Copy every line below. Do not alter any of them.

========

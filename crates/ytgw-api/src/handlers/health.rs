//! Health check handlers.

use std::time::Instant;

use axum::extract::State;
use axum::http::StatusCode;
use axum::Json;
use chrono::Utc;
use serde::Serialize;
use tracing::warn;

use crate::state::AppState;

/// Health response.
#[derive(Serialize)]
pub struct HealthResponse {
    pub status: String,
    pub version: String,
    pub timestamp: String,
}

/// Health check endpoint (liveness probe).
pub async fn health() -> Json<HealthResponse> {
    Json(HealthResponse {
        status: "healthy".to_string(),
        version: env!("CARGO_PKG_VERSION").to_string(),
        timestamp: Utc::now().to_rfc3339(),
    })
}

/// Readiness check response.
#[derive(Serialize)]
pub struct ReadinessResponse {
    pub status: String,
    pub extractor: CheckStatus,
}

#[derive(Serialize)]
pub struct CheckStatus {
    pub status: String,
    #[serde(skip_serializing_if = "Option::is_none")]
    pub version: Option<String>,
    #[serde(skip_serializing_if = "Option::is_none")]
    pub error: Option<String>,
    #[serde(skip_serializing_if = "Option::is_none")]
    pub latency_ms: Option<u64>,
}

/// Readiness check endpoint (readiness probe).
/// Ready when the extractor binary runs and reports its version.
pub async fn ready(
    State(state): State<AppState>,
) -> Result<Json<ReadinessResponse>, (StatusCode, Json<ReadinessResponse>)> {
    let start = Instant::now();

    match state.extractor.version().await {
        Ok(version) => Ok(Json(ReadinessResponse {
            status: "ready".to_string(),
            extractor: CheckStatus {
                status: "ok".to_string(),
                version: Some(version),
                error: None,
                latency_ms: Some(start.elapsed().as_millis() as u64),
            },
        })),
        Err(e) => {
            warn!(error = %e, "Extractor readiness check failed");
            Err((
                StatusCode::SERVICE_UNAVAILABLE,
                Json(ReadinessResponse {
                    status: "unavailable".to_string(),
                    extractor: CheckStatus {
                        status: "error".to_string(),
                        version: None,
                        error: Some(e.to_string()),
                        latency_ms: None,
                    },
                }),
            ))
        }
    }
}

========

OUTPUT:
filename crates/ytgw-api/src/handlers/health.rs
//! Health check handlers.

use std::time::Instant;

use axum::extract::State;
use axum::http::StatusCode;
use axum::Json;
use chrono::Utc;
use serde::Serialize;
use tracing::warn;

use crate::state::AppState;

/// Health response.
#[derive(Serialize)]
pub struct HealthResponse {
    pub status: String,
    pub version: String,
    pub timestamp: String,
}

/// Health check endpoint (liveness probe).
pub async fn health() -> Json<HealthResponse> {
    Json(HealthResponse {
        status: "healthy".to_string(),
        version: env!("CARGO_PKG_VERSION").to_string(),
        timestamp: Utc::now().to_rfc3339(),
    })
}

/// Readiness check response.
#[derive(Serialize)]
pub struct ReadinessResponse {
    pub status: String,
    pub extractor: CheckStatus,
}

#[derive(Serialize)]
pub struct CheckStatus {
    pub status: String,
    #[serde(skip_serializing_if = "Option::is_none")]
    pub version: Option<String>,
    #[serde(skip_serializing_if = "Option::is_none")]
    pub error: Option<String>,
    #[serde(skip_serializing_if = "Option::is_none")]
    pub latency_ms: Option<u64>,
}

/// Readiness check endpoint (readiness probe).
/// Ready when the extractor binary runs and reports its version.
pub async fn ready(
    State(state): State<AppState>,
) -> Result<Json<ReadinessResponse>, (StatusCode, Json<ReadinessResponse>)> {
    let start = Instant::now();

    match state.extractor.version().await {
        Ok(version) => Ok(Json(ReadinessResponse {
            status: "ready".to_string(),
            extractor: CheckStatus {
                status: "ok".to_string(),
                version: Some(version),
                error: None,
                latency_ms: Some(start.elapsed().as_millis() as u64),
            },
        })),
        Err(e) => {
            warn!(error = %e, "Extractor readiness check failed");
            Err((
                StatusCode::SERVICE_UNAVAILABLE,
                Json(ReadinessResponse {
                    status: "unavailable".to_string(),
                    extractor: CheckStatus {
                        status: "error".to_string(),
                        version: None,
                        error: Some(e.to_string()),
                        latency_ms: None,
                    },
                }),
            ))
        }
    }
}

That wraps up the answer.